Sonra diğer suret alıyor sazı eline, öteki kadar çirkin; o başlıyor fikrime saldırmaya: “Ah, bu devlet... İşte yine çıkardı içindeki kini ortaya. Zaten bu devlet hep Kürtleri ezmek istemiştir. Dersim’de bunu yaptılar, Şeyh Said isyanında bunu yaptılar, Van’da Mustafa Muğlalı eliyle bunu yaptılar, PKK bahanesiyle Güneydoğu’ya yıllardır bunu yapıyorlar... İşte bu Faşistler, bu canavarlar çıkardılar yine içlerindeki kini ortaya! Zehirlerini ortalığa yeniden saçtılar. Bizim daha bunlarla ne işimiz var? Gösterelim kendimizi... Bunu, bunlar, bilerek yapmışlardır. Bilerek yapmışlardır ki, böylesine özürde tereddüt gösteriyorlar, bir yas bile ilan etmiyorlar. Bak şimdi bir de yılbaşı kutladılar. Eğlendiler, coştular...”
Sonra bu iki şeytanı da karşıma alıyor, ikisine birden tek bir ayetle cevap veriyorum: “Hiçbir günahkâr başkasının günahını yüklenmez... Duydunuz mu beni, ey sağdan ve soldan gelen, farklı suretleriyle beni şaşırtan, yanıltmaya çalışan şeytanlarım? Allah’ın sarsılmaz, kırılmaz, cerh edilmez vahyi var: Hiçbir günahkâr başkasının günahını yüklenmez.”
Bediüzzaman’ın; “Kur’an’ın kanun-i esasisi” diye tarif ettiği bu ayet; içimde Yezitlik namına, faşistlik namına, “genellemeci düşmanlık” namına ne varsa söküp atıyor, temizliyor. O ayeti okuyunca, hiçbir kimsenin günahını bir başkasına; yahut komşusuna, yahut aşiretine, yahut akrabasına, devletine, hükümetine, memurlarına ve dahi en başta halkına yükle(ye)mez hale geliyorum. “Ne yapıyorum ben? Sahi ne yapıyorum ben? Kendime gelmeliyim. Hiçbir günahkâr başkasının günahını yüklenmez” diyorum.
“Hiçbir günahkâr başkasının günahını yüklenmez” ayeti elimi kolumu, öfkemi, tutkumu; kirli ve kinli, haddi aşmaya meyyal arzularımı bir güzel bağlıyor. Beni insanlık namına, adalet namına, şefkat namına esir alıyor. Bir kez daha müslüman oluyorum, bir kez daha vahye teslim oluyorum. Ellerimi bağlıyorum. Tıpkı namazdaki gibi ellerimi bağlıyorum. Öfkemi, hırsımı, şeytanî yanlarımı iradem ile bağlıyorum. Seviniyorum... Zira bu bir ayet, beni tüm bu saldırıların karşısında yine de “insan” kılıyor. İnsaniyet-i kübra olan İslamiyet’le şereflendiriyor.

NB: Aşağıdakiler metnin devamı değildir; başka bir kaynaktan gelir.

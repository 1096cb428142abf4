//! Domain logic for the academy progress service.
//!
//! Everything here is pure: no database, no async runtime. The `db`,
//! `pipeline` and `api` crates all build on these types and rules.

pub mod badges;
pub mod course;
pub mod error;
pub mod learning_events;
pub mod lesson;
pub mod retry;
pub mod types;
pub mod xp;
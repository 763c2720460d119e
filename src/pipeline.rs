// THEORY:
// The `pipeline` module is the top-level API of the change detection engine. It
// chains the stages into one call and is the only place that knows their order:
//
//   Normalizer -> Aligner -> Difference Computer -> Change Classifier
//              -> Region Detector -> Report Builder
//
// with the Visualizer drawing from the difference map, the mask and one of the
// aligned source images next to the report builder.
//
// Key architectural principles:
// 1.  **Validate First**: the configuration is checked before any pixel is read.
// 2.  **All or Nothing**: every stage error propagates with `?`; a partial report
//     is never returned.
// 3.  **Pure Invocation**: a `ChangePipeline` holds only its configuration. Every
//     buffer is allocated per call, so one pipeline can serve concurrent callers.
// 4.  **Inspectable**: each stage is also exposed on its own, and `run` returns all
//     intermediate products for callers that want more than the report.

use crate::config::{AnalysisConfig, OverlaySource};
use crate::core_modules::aligner::{self, Alignment};
use crate::core_modules::classifier::{self, Classification};
use crate::core_modules::difference;
use crate::core_modules::grid::{ChangeMask, DifferenceMap};
use crate::core_modules::normalizer::{self, NormalizedPair};
use crate::core_modules::raster::Image;
use crate::core_modules::region_detector::region_detector;
use crate::core_modules::report::{self, ReportContext};
use crate::core_modules::visualizer;
use crate::error::Result;
use chrono::{DateTime, Utc};
use tracing::info;

// Re-export key data structures for the public API.
pub use crate::core_modules::change_region::{BoundingBox, ChangeRegion, Point};
pub use crate::core_modules::report::ChangeReport;
pub use crate::core_modules::visualizer::VisualizationArtifact;

/// Every product of one analysis, intermediates included.
#[derive(Debug, Clone)]
pub struct Analysis {
    pub report: ChangeReport,
    pub artifact: VisualizationArtifact,
    /// The normalized, aligned pair the measurements were taken on.
    pub aligned: NormalizedPair,
    pub difference_map: DifferenceMap,
    pub mask: ChangeMask,
}

/// The main, top-level struct of the engine.
#[derive(Debug, Clone)]
pub struct ChangePipeline {
    config: AnalysisConfig,
}

impl ChangePipeline {
    /// Validates `config` and builds a pipeline around it.
    pub fn new(config: AnalysisConfig) -> Result<Self> {
        config.validate()?;
        Ok(Self { config })
    }

    pub fn config(&self) -> &AnalysisConfig {
        &self.config
    }

    // Stage 1: common resolution and color space.
    pub fn normalize(&self, before: &Image, after: &Image) -> Result<NormalizedPair> {
        normalizer::normalize_pair(before, after, self.config.color_space)
    }

    // Stage 2: translational alignment.
    pub fn align(&self, pair: &NormalizedPair) -> Result<(NormalizedPair, Alignment)> {
        aligner::align_pair(pair, self.config.alignment_max_shift)
    }

    // Stage 3: dissimilarity map.
    pub fn difference(&self, pair: &NormalizedPair) -> DifferenceMap {
        difference::compute_difference(pair, self.config.difference_mode)
    }

    // Stage 4: threshold and cleanup.
    pub fn classify(&self, map: &DifferenceMap) -> Classification {
        classifier::classify(map, self.config.threshold, self.config.morphology_kernel_size)
    }

    // Stage 5: connected regions.
    pub fn aggregate(&self, mask: &ChangeMask, map: &DifferenceMap) -> Vec<ChangeRegion> {
        region_detector::find_regions(mask, map, self.config.min_region_area)
    }

    /// Runs every stage and keeps the intermediates.
    pub fn run(&self, before: &Image, after: &Image, timestamp: DateTime<Utc>) -> Result<Analysis> {
        let normalized = self.normalize(before, after)?;
        let (aligned, alignment) = self.align(&normalized)?;
        let difference_map = self.difference(&aligned);
        let stats = difference::statistics(&difference_map);
        let classification = self.classify(&difference_map);
        let regions = self.aggregate(&classification.mask, &difference_map);

        let source = self.overlay_source(before, after, alignment)?;
        let artifact = visualizer::render(
            &difference_map,
            &classification.mask,
            &source,
            &regions,
            &self.config.visualization,
        );

        let report = report::build_report(
            regions,
            ReportContext {
                width: aligned.width(),
                height: aligned.height(),
                config: self.config.clone(),
                alignment,
                threshold_used: classification.threshold,
                difference: stats,
                timestamp,
            },
        );

        info!(
            width = report.width,
            height = report.height,
            regions = report.region_count(),
            changed = report.total_changed_pixels,
            percent = report.percent_changed,
            "change analysis complete"
        );

        Ok(Analysis {
            report,
            artifact,
            aligned,
            difference_map,
            mask: classification.mask,
        })
    }

    /// Runs the analysis and returns the report and its visualization.
    pub fn generate_report(
        &self,
        before: &Image,
        after: &Image,
        timestamp: DateTime<Utc>,
    ) -> Result<(ChangeReport, VisualizationArtifact)> {
        let analysis = self.run(before, after, timestamp)?;
        Ok((analysis.report, analysis.artifact))
    }

    /// The chosen source image at the analyzed resolution, cropped to the aligned overlap.
    fn overlay_source(&self, before: &Image, after: &Image, alignment: Alignment) -> Result<Image> {
        let (width, height) = normalizer::common_resolution(before, after);
        let source = match self.config.visualization.overlay_source {
            OverlaySource::Before => alignment.crop_before(&normalizer::resize_to(before, width, height)?),
            OverlaySource::After => alignment.crop_after(&normalizer::resize_to(after, width, height)?),
        };
        Ok(source)
    }
}

/// Compares two captures of the same area and reports where they differ.
pub fn analyze(
    before: &Image,
    after: &Image,
    config: &AnalysisConfig,
) -> Result<(ChangeReport, VisualizationArtifact)> {
    analyze_at(before, after, config, Utc::now())
}

/// Same as [`analyze`], with an explicit report timestamp.
pub fn analyze_at(
    before: &Image,
    after: &Image,
    config: &AnalysisConfig,
    timestamp: DateTime<Utc>,
) -> Result<(ChangeReport, VisualizationArtifact)> {
    ChangePipeline::new(config.clone())?.generate_report(before, after, timestamp)
}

Şimdi bana düşen elbette susmak değil. “Haksızlık karşısında susan dilsiz şeytandır” hadisini biliyorum. Yazıyorum, yazıyorum, daha da yazacağım, biliyorum. Bu yanlışların hesabı görülene kadar unutmayacağım, unutturmayacağım, durmayacağım, görüyorum. Aksini düşünemiyorum!
Ama aynı zamanda insan kalacağım, acıyacağım... Geçen gün yoktan yere, sanki o yaşananlardan o da mesulmüş gibi tartaklanan kaymakama da acıyacağım; teröristmiş gibi bombalanan o gençlere de acıyacağım. Herşeyin üstüne, hepsinin üstüne bu ayeti okuyacağım; “Hiçbir günahkâr başkasının günahını yüklenmez.” Zira insanlık namına ne sorunumuz varsa, Kur’an’ın bir ayeti, bir yıldızı ona ışık tutuyor... Her bir yıldız, bir göktaşı olup içimdeki, karşımdaki, fikrimdeki, toplumdaki şeytanları taşlıyor. “Kahrolsun tüm şeytanlar ve şeytanî diller!” diyorum. "Kahrolsun, çünkü biz insanı, yalnız insan olduğu için seveceğiz... Ve inşallah seveceğiz.”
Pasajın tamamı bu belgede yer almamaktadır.